These failures could place residents at risk for infection through cross contamination of pathogens.
The findings included:
Record review of Resident #1's Face Sheet dated 10/27/2024, revealed the resident was admitted originally on 05/27/2019, Resident #1 was an [AGE] year-old female with the following diagnoses: Alzheimer's (degenerative cognition), atherosclerotic heart disease of native coronary artery (heart disease), acute kidney failure, type 2 diabetes mellitus (endocrine disease), pleural effusion (abnormal build-up of fluid in the space around lungs) muscle weakness, and hypertension (high blood pressure).
Record review of Resident #1's MDS dated [DATE] documented 6 out of 15 BIMS score suggesting severe cognitive impairment. As well as extensive dependency of staff to assist in activities of daily living. Resident #1 was coded for always incontinent.
Record review of Resident #1's Comprehensive Care Plan date initiated 06/28/2019 and revised 01/24/2024 revealed, Focus: Resident #1 have bladder incontinence r/t diuretic, dementia and Alzheimer's. Goal: I will remain free from skin breakdown due to incontinence and brief use through the review date. Intervention: clean peri-area with each incontinence episode.

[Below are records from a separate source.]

use chrono::{DateTime, Utc};
use serde::{Deserialize, Serialize};
use uuid::Uuid;

/// Local mirror of one Instagram account.
#[derive(Debug, Clone, Serialize, Deserialize, sqlx::FromRow)]
pub struct Profile {
    pub id: Uuid,
    pub instagram_id: Option<String>,
    pub username: String,
    pub full_name: String,
    pub biography: String,
    /// Path of the locally cached avatar, relative to the media root.
    pub profile_picture: Option<String>,
    pub original_profile_picture_url: String,
    pub is_private: bool,
    pub is_verified: bool,
    pub media_count: i64,
    pub follower_count: i64,
    pub following_count: i64,
    pub raw_api_data: Option<serde_json::Value>,
    pub allow_auto_update_stories: bool,
    pub allow_auto_update_profile: bool,
    pub created_at: DateTime<Utc>,
    pub updated_at: DateTime<Utc>,
    pub api_updated_at: Option<DateTime<Utc>>,
}

impl Profile {
    /// A fresh, never-synced profile for `username`.
    pub fn new(username: impl Into<String>) -> Self {
        let now = Utc::now();
        Self {
            id: Uuid::new_v4(),
            instagram_id: None,
            username: username.into(),
            full_name: String::new(),
            biography: String::new(),
            profile_picture: None,
            original_profile_picture_url: String::new(),
            is_private: false,
            is_verified: false,
            media_count: 0,
            follower_count: 0,
            following_count: 0,
            raw_api_data: None,
            allow_auto_update_stories: false,
            allow_auto_update_profile: false,
            created_at: now,
            updated_at: now,
            api_updated_at: None,
        }
    }

    /// Asset path the avatar is cached under: `users/{username}/{username}_profile.jpg`.
    pub fn avatar_asset_path(&self) -> String {
        format!("users/{0}/{0}_profile.jpg", self.username)
    }
}

/// Which auto-update toggle a batch job enumerates by.
#[derive(Debug, Clone, Copy, PartialEq, Eq)]
pub enum AutoUpdate {
    Profile,
    Stories,
}
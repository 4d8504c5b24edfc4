//! Request logger: one durable audit row per outbound provider call.
//!
//! A row is created in `pending` state before the request is sent and is
//! finalized exactly once with `success`, `error` or `timeout`. Finalization
//! is guarded by `WHERE status = 'pending'`, so a second attempt is rejected
//! with [`MirrorError::LogFinalized`] and leaves the row untouched.

use async_trait::async_trait;
use reqwest::header::{HeaderMap, AUTHORIZATION};
use serde_json::{Map, Value};
use sqlx::PgPool;

use crate::error::MirrorError;
use crate::models::{LogStatus, RequestLog};

/// Key under which an unparseable response body is stored.
pub const RAW_CONTENT_KEY: &str = "raw_content";

/// Number of characters of a non-JSON body kept in the log.
pub const RAW_CONTENT_LIMIT: usize = 1000;

/// Request side of a log row, captured before sending.
#[derive(Debug, Clone)]
pub struct NewRequestLog {
    pub method: String,
    pub url: String,
    pub headers: Value,
    pub params: Value,
    pub body: Value,
}

/// Response fields captured when the provider answered.
#[derive(Debug, Clone)]
pub struct LogCompletion {
    pub status_code: u16,
    pub headers: Value,
    pub body: Value,
    pub duration_ms: i64,
}

/// Whatever part of a response an errored call still carried.
#[derive(Debug, Clone)]
pub struct PartialResponse {
    pub status_code: u16,
    pub headers: Value,
    pub body: Value,
}

#[derive(Debug, Clone)]
pub struct LogFailure {
    pub status: LogStatus,
    pub error_message: String,
    pub duration_ms: i64,
    pub partial: Option<PartialResponse>,
}

/// Sink the HTTP client wrapper reports every call to.
#[async_trait]
pub trait RequestLogSink: Send + Sync {
    /// Create the `pending` row and return its id.
    async fn begin(&self, entry: NewRequestLog) -> Result<i64, MirrorError>;

    /// Finalize as `success` with the received response.
    async fn complete(&self, id: i64, completion: LogCompletion) -> Result<(), MirrorError>;

    /// Finalize as `error` or `timeout`.
    async fn fail(&self, id: i64, failure: LogFailure) -> Result<(), MirrorError>;
}

/// Operator read access to the log.
#[async_trait]
pub trait RequestLogReader: Send + Sync {
    /// Most recent rows first.
    async fn list_recent(&self, limit: i64) -> Result<Vec<RequestLog>, MirrorError>;

    async fn get(&self, id: i64) -> Result<Option<RequestLog>, MirrorError>;
}

/// Parse a response body as JSON, falling back to the truncated raw text
/// under [`RAW_CONTENT_KEY`].
pub fn body_to_json(text: &str) -> Value {
    match serde_json::from_str::<Value>(text) {
        Ok(v) => v,
        Err(_) => {
            let truncated: String = text.chars().take(RAW_CONTENT_LIMIT).collect();
            serde_json::json!({ RAW_CONTENT_KEY: truncated })
        }
    }
}

/// Convert a header map into a JSON object, masking the bearer secret.
pub fn headers_to_json(headers: &HeaderMap) -> Value {
    let mut map = Map::new();
    for (name, value) in headers {
        let text = if *name == AUTHORIZATION {
            mask_authorization(value.to_str().unwrap_or_default())
        } else {
            String::from_utf8_lossy(value.as_bytes()).into_owned()
        };
        map.insert(name.as_str().to_string(), Value::String(text));
    }
    Value::Object(map)
}

fn mask_authorization(value: &str) -> String {
    match value.split_once(' ') {
        Some((scheme, _)) => format!("{scheme} ***"),
        None => "***".to_string(),
    }
}

// ============================================================================
// PostgreSQL sink
// ============================================================================

#[derive(Clone)]
pub struct PgRequestLog {
    pool: PgPool,
}

impl PgRequestLog {
    pub fn new(pool: PgPool) -> Self {
        Self { pool }
    }
}

#[async_trait]
impl RequestLogReader for PgRequestLog {
    async fn list_recent(&self, limit: i64) -> Result<Vec<RequestLog>, MirrorError> {
        let rows = sqlx::query_as::<_, RequestLog>(
            "SELECT * FROM api_request_logs ORDER BY created_at DESC, id DESC LIMIT $1",
        )
        .bind(limit)
        .fetch_all(&self.pool)
        .await?;
        Ok(rows)
    }

    async fn get(&self, id: i64) -> Result<Option<RequestLog>, MirrorError> {
        let row = sqlx::query_as::<_, RequestLog>("SELECT * FROM api_request_logs WHERE id = $1")
            .bind(id)
            .fetch_optional(&self.pool)
            .await?;
        Ok(row)
    }
}

#[async_trait]
impl RequestLogSink for PgRequestLog {
    async fn begin(&self, entry: NewRequestLog) -> Result<i64, MirrorError> {
        let row: (i64,) = sqlx::query_as(
            r#"
            INSERT INTO api_request_logs
                (method, url, request_headers, request_params, request_body, status)
            VALUES ($1, $2, $3, $4, $5, 'pending')
            RETURNING id
            "#,
        )
        .bind(&entry.method)
        .bind(&entry.url)
        .bind(&entry.headers)
        .bind(&entry.params)
        .bind(&entry.body)
        .fetch_one(&self.pool)
        .await?;
        Ok(row.0)
    }

    async fn complete(&self, id: i64, completion: LogCompletion) -> Result<(), MirrorError> {
        let result = sqlx::query(
            r#"
            UPDATE api_request_logs
            SET status = 'success',
                response_status_code = $2,
                response_headers = $3,
                response_body = $4,
                duration_ms = $5,
                updated_at = NOW()
            WHERE id = $1 AND status = 'pending'
            "#,
        )
        .bind(id)
        .bind(completion.status_code as i32)
        .bind(&completion.headers)
        .bind(&completion.body)
        .bind(completion.duration_ms)
        .execute(&self.pool)
        .await?;

        if result.rows_affected() == 0 {
            return Err(MirrorError::LogFinalized(id));
        }
        Ok(())
    }

    async fn fail(&self, id: i64, failure: LogFailure) -> Result<(), MirrorError> {
        if !matches!(failure.status, LogStatus::Error | LogStatus::Timeout) {
            return Err(MirrorError::Other(format!(
                "request log cannot fail with status {}",
                failure.status
            )));
        }

        let (code, headers, body) = match failure.partial {
            Some(p) => (Some(p.status_code as i32), p.headers, p.body),
            None => (None, serde_json::json!({}), serde_json::json!({})),
        };

        let result = sqlx::query(
            r#"
            UPDATE api_request_logs
            SET status = $2,
                error_message = $3,
                duration_ms = $4,
                response_status_code = COALESCE($5, response_status_code),
                response_headers = $6,
                response_body = $7,
                updated_at = NOW()
            WHERE id = $1 AND status = 'pending'
            "#,
        )
        .bind(id)
        .bind(failure.status.as_str())
        .bind(&failure.error_message)
        .bind(failure.duration_ms)
        .bind(code)
        .bind(&headers)
        .bind(&body)
        .execute(&self.pool)
        .await?;

        if result.rows_affected() == 0 {
            return Err(MirrorError::LogFinalized(id));
        }
        Ok(())
    }
}

#[cfg(test)]
mod tests {
    use super::*;
    use reqwest::header::{HeaderValue, CONTENT_TYPE};

    #[test]
    fn test_body_to_json_parses_structured_body() {
        let v = body_to_json(r#"{"data": {"status": true}}"#);
        assert_eq!(v["data"]["status"], true);
    }

    #[test]
    fn test_body_to_json_truncates_raw_text() {
        let text = "x".repeat(2500);
        let v = body_to_json(&text);
        let raw = v[RAW_CONTENT_KEY].as_str().unwrap();
        assert_eq!(raw.len(), RAW_CONTENT_LIMIT);
    }

    #[test]
    fn test_body_to_json_truncates_by_chars_not_bytes() {
        let text = "é".repeat(1200);
        let v = body_to_json(&text);
        assert_eq!(v[RAW_CONTENT_KEY].as_str().unwrap().chars().count(), 1000);
    }

    #[test]
    fn test_headers_to_json_masks_bearer_token() {
        let mut headers = HeaderMap::new();
        headers.insert(AUTHORIZATION, HeaderValue::from_static("Bearer s3cr3t"));
        headers.insert(CONTENT_TYPE, HeaderValue::from_static("application/json"));

        let v = headers_to_json(&headers);
        assert_eq!(v["authorization"], "Bearer ***");
        assert_eq!(v["content-type"], "application/json");
    }
}
//! Firebase ID token verification for Google sign-in.
//!
//! The service-account JSON lives in the `firebase_admin` settings row and is
//! re-read for every verification. Signing keys come from Google's public JWK
//! set.

use async_trait::async_trait;
use igmirror_core::settings::{self, FirebaseAdminSettings, SettingsStore};
use igmirror_core::store::GoogleIdentity;
use jsonwebtoken::jwk::JwkSet;
use jsonwebtoken::{decode, decode_header, Algorithm, DecodingKey, Validation};
use serde::Deserialize;
use std::sync::Arc;
use std::time::Duration;
use tokio_retry::strategy::{jitter, ExponentialBackoff};
use tokio_retry::Retry;

use crate::auth::AuthError;

const JWKS_TIMEOUT: Duration = Duration::from_secs(10);
const JWKS_RETRIES: usize = 2;

/// Turns a client-supplied identity token into a verified Google identity.
#[async_trait]
pub trait TokenVerifier: Send + Sync {
    async fn verify(&self, id_token: &str) -> Result<GoogleIdentity, AuthError>;
}

#[derive(Debug, Deserialize)]
struct ServiceAccount {
    project_id: Option<String>,
}

/// `project_id` from the configured service-account JSON.
pub fn project_id(settings: &FirebaseAdminSettings) -> Result<String, AuthError> {
    if !settings.service_account_json.trim().is_empty() {
        let account: ServiceAccount = serde_json::from_str(&settings.service_account_json)
            .map_err(|_| {
                AuthError::Configuration("Invalid Firebase service account JSON content".into())
            })?;
        return match account.project_id {
            Some(id) if !id.trim().is_empty() => Ok(id),
            _ => Err(AuthError::Configuration(
                "Firebase service account JSON has no project_id".into(),
            )),
        };
    }
    Err(AuthError::Configuration(
        "Firebase service account JSON content not configured".into(),
    ))
}

#[derive(Debug, Deserialize)]
struct FirebaseClaims {
    email: Option<String>,
    #[serde(default)]
    name: String,
    #[serde(default)]
    picture: String,
}

pub struct FirebaseVerifier {
    settings: Arc<dyn SettingsStore>,
    http: reqwest::Client,
    jwks_url: String,
}

impl FirebaseVerifier {
    pub fn new(settings: Arc<dyn SettingsStore>, jwks_url: impl Into<String>) -> Self {
        Self {
            settings,
            http: reqwest::Client::new(),
            jwks_url: jwks_url.into(),
        }
    }

    async fn fetch_jwks(&self) -> Result<JwkSet, AuthError> {
        let strategy = ExponentialBackoff::from_millis(100)
            .max_delay(Duration::from_secs(2))
            .map(jitter)
            .take(JWKS_RETRIES);

        Retry::spawn(strategy, || self.fetch_jwks_once())
            .await
            .map_err(|e| {
                tracing::error!(error = %e, url = %self.jwks_url, "Failed to fetch Firebase signing keys");
                AuthError::Verification(format!("signing keys unavailable: {e}"))
            })
    }

    async fn fetch_jwks_once(&self) -> Result<JwkSet, reqwest::Error> {
        self.http
            .get(&self.jwks_url)
            .timeout(JWKS_TIMEOUT)
            .send()
            .await?
            .error_for_status()?
            .json::<JwkSet>()
            .await
    }
}

#[async_trait]
impl TokenVerifier for FirebaseVerifier {
    async fn verify(&self, id_token: &str) -> Result<GoogleIdentity, AuthError> {
        let admin: FirebaseAdminSettings = settings::load(self.settings.as_ref())
            .await
            .map_err(|e| AuthError::Configuration(format!("Cannot access Firebase settings: {e}")))?;
        let project_id = project_id(&admin)?;

        let header = decode_header(id_token)?;
        let kid = header
            .kid
            .ok_or_else(|| AuthError::Verification("token header has no kid".into()))?;

        let jwks = self.fetch_jwks().await?;
        let jwk = jwks
            .find(&kid)
            .ok_or_else(|| AuthError::Verification(format!("unknown signing key {kid}")))?;
        let key = DecodingKey::from_jwk(jwk)?;

        let mut validation = Validation::new(Algorithm::RS256);
        validation.set_audience(&[project_id.as_str()]);
        validation.set_issuer(&[format!("https://securetoken.google.com/{project_id}")]);

        let claims = decode::<FirebaseClaims>(id_token, &key, &validation)?.claims;
        let email = claims
            .email
            .filter(|e| !e.trim().is_empty())
            .ok_or_else(|| AuthError::Verification("token carries no email".into()))?;

        Ok(GoogleIdentity {
            email,
            name: claims.name,
            photo_url: claims.picture,
        })
    }
}

#[cfg(test)]
mod tests {
    use super::*;
    use igmirror_core::testing::MemorySettings;
    use jsonwebtoken::{encode, EncodingKey, Header};
    use wiremock::matchers::method;
    use wiremock::{Mock, MockServer, ResponseTemplate};

    const TEST_KEY: &[u8] = include_bytes!("../tests/fixtures/firebase_test_key.pem");
    const TEST_JWKS: &str = include_str!("../tests/fixtures/firebase_test_jwks.json");

    fn sign(claims: serde_json::Value, kid: &str) -> String {
        let mut header = Header::new(Algorithm::RS256);
        header.kid = Some(kid.to_string());
        encode(&header, &claims, &EncodingKey::from_rsa_pem(TEST_KEY).unwrap()).unwrap()
    }

    fn claims_for(project: &str) -> serde_json::Value {
        let now = chrono::Utc::now().timestamp();
        serde_json::json!({
            "iss": format!("https://securetoken.google.com/{project}"),
            "aud": project,
            "sub": "firebase-uid-1",
            "iat": now,
            "exp": now + 600,
            "email": "ops@example.com",
            "name": "Ops Person",
            "picture": "https://lh3.example.com/photo.jpg",
        })
    }

    async fn verifier(server: &MockServer, service_account: &str) -> FirebaseVerifier {
        let store = Arc::new(MemorySettings::default());
        settings::save(
            store.as_ref(),
            &FirebaseAdminSettings {
                service_account_json: service_account.to_string(),
            },
        )
        .await
        .unwrap();
        FirebaseVerifier::new(store, format!("{}/jwks", server.uri()))
    }

    async fn jwks_server() -> MockServer {
        let server = MockServer::start().await;
        Mock::given(method("GET"))
            .respond_with(ResponseTemplate::new(200).set_body_string(TEST_JWKS))
            .mount(&server)
            .await;
        server
    }

    #[test]
    fn test_project_id_parsing() {
        let ok = FirebaseAdminSettings {
            service_account_json: r#"{"project_id": "demo"}"#.into(),
        };
        assert_eq!(project_id(&ok).unwrap(), "demo");

        let blank = FirebaseAdminSettings::default();
        assert!(matches!(project_id(&blank), Err(AuthError::Configuration(_))));

        let broken = FirebaseAdminSettings {
            service_account_json: "{not json".into(),
        };
        assert!(matches!(project_id(&broken), Err(AuthError::Configuration(_))));
    }

    #[tokio::test]
    async fn test_valid_token_yields_identity() {
        let server = jwks_server().await;
        let v = verifier(&server, r#"{"project_id": "demo-project"}"#).await;

        let token = sign(claims_for("demo-project"), "test-key-1");
        let identity = v.verify(&token).await.unwrap();
        assert_eq!(identity.email, "ops@example.com");
        assert_eq!(identity.name, "Ops Person");
        assert_eq!(identity.photo_url, "https://lh3.example.com/photo.jpg");
    }

    #[tokio::test]
    async fn test_wrong_audience_is_rejected() {
        let server = jwks_server().await;
        let v = verifier(&server, r#"{"project_id": "demo-project"}"#).await;

        let token = sign(claims_for("someone-else"), "test-key-1");
        assert!(v.verify(&token).await.is_err());
    }

    #[tokio::test]
    async fn test_unknown_kid_is_rejected() {
        let server = jwks_server().await;
        let v = verifier(&server, r#"{"project_id": "demo-project"}"#).await;

        let token = sign(claims_for("demo-project"), "rotated-away");
        let err = v.verify(&token).await.unwrap_err();
        assert!(matches!(err, AuthError::Verification(_)));
    }

    #[tokio::test]
    async fn test_missing_service_account_is_configuration_error() {
        let server = jwks_server().await;
        let v = verifier(&server, "").await;
        let token = sign(claims_for("demo-project"), "test-key-1");
        assert!(matches!(
            v.verify(&token).await,
            Err(AuthError::Configuration(_))
        ));
    }

    #[tokio::test]
    async fn test_garbage_token_is_rejected() {
        let server = jwks_server().await;
        let v = verifier(&server, r#"{"project_id": "demo-project"}"#).await;
        assert!(v.verify("not-a-jwt").await.is_err());
    }
}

During an observation on 10/27/2024 at 1:23PM, CNA A entered Resident #1's room, washed her hands then immediately applied clean gloves. With the clean gloves on, CNA A closed Resident #1's curtain, retrieved the bed remote, lowered the head of bed, followed by raising the bed to hip height, removed the pillows and Resident #1's brief, then proceeded to grab clean cleansing wipes and began cleaning Resident #1's perineal area without performing hand hygiene after touching the multiple surfaces were touched.
During an interview on 10/27/2024 at 1:36PM CNA A stated she was nervous and had forgotten to change her gloves and perform hand hygiene prior to her care performance. CNA A stated she should have removed her contaminated gloves after touching the multiple surfaces, followed by performing hand hygiene and application of new clean gloves. CNA A stated by not performing hand hygiene nor glove change, she could have potentially introduced infectious microorganism onto Resident #1. CNA A also stated Resident #1 has multiple skin irregularities and infectious organisms could also be introduced through those skin openings. CNA A stated she could not recall when she last attended an hand hygiene or infection control in-service.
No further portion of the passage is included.